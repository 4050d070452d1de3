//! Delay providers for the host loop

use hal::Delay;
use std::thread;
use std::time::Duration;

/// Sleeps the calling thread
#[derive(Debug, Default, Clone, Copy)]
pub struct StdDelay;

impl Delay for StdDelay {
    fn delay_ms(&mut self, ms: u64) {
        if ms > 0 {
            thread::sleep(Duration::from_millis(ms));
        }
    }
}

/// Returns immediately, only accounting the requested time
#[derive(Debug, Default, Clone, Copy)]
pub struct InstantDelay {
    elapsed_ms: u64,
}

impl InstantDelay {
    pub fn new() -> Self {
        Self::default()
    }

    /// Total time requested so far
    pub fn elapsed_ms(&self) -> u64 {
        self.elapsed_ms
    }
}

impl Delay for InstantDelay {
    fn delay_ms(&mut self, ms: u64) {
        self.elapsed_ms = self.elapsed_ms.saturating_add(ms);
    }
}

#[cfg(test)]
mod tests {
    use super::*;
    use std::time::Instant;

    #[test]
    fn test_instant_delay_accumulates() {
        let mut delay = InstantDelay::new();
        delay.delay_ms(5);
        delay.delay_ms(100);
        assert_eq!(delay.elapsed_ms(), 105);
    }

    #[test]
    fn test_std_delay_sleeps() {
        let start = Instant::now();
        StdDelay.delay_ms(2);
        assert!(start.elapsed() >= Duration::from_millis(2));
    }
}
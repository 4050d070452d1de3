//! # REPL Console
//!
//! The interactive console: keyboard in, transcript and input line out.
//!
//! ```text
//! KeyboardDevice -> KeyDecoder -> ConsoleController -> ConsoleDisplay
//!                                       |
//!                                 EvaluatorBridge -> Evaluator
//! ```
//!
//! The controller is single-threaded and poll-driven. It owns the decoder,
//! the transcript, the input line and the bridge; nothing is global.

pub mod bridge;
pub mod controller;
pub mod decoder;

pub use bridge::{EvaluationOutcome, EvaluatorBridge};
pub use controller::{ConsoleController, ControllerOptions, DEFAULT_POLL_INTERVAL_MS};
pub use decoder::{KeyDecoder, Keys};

- [ASSIGNMENT] Filter the entries and keep only the lines holding "EvaluatorBridge".

- [REPLY]
//!                                 EvaluatorBridge -> Evaluator
pub use bridge::{EvaluationOutcome, EvaluatorBridge};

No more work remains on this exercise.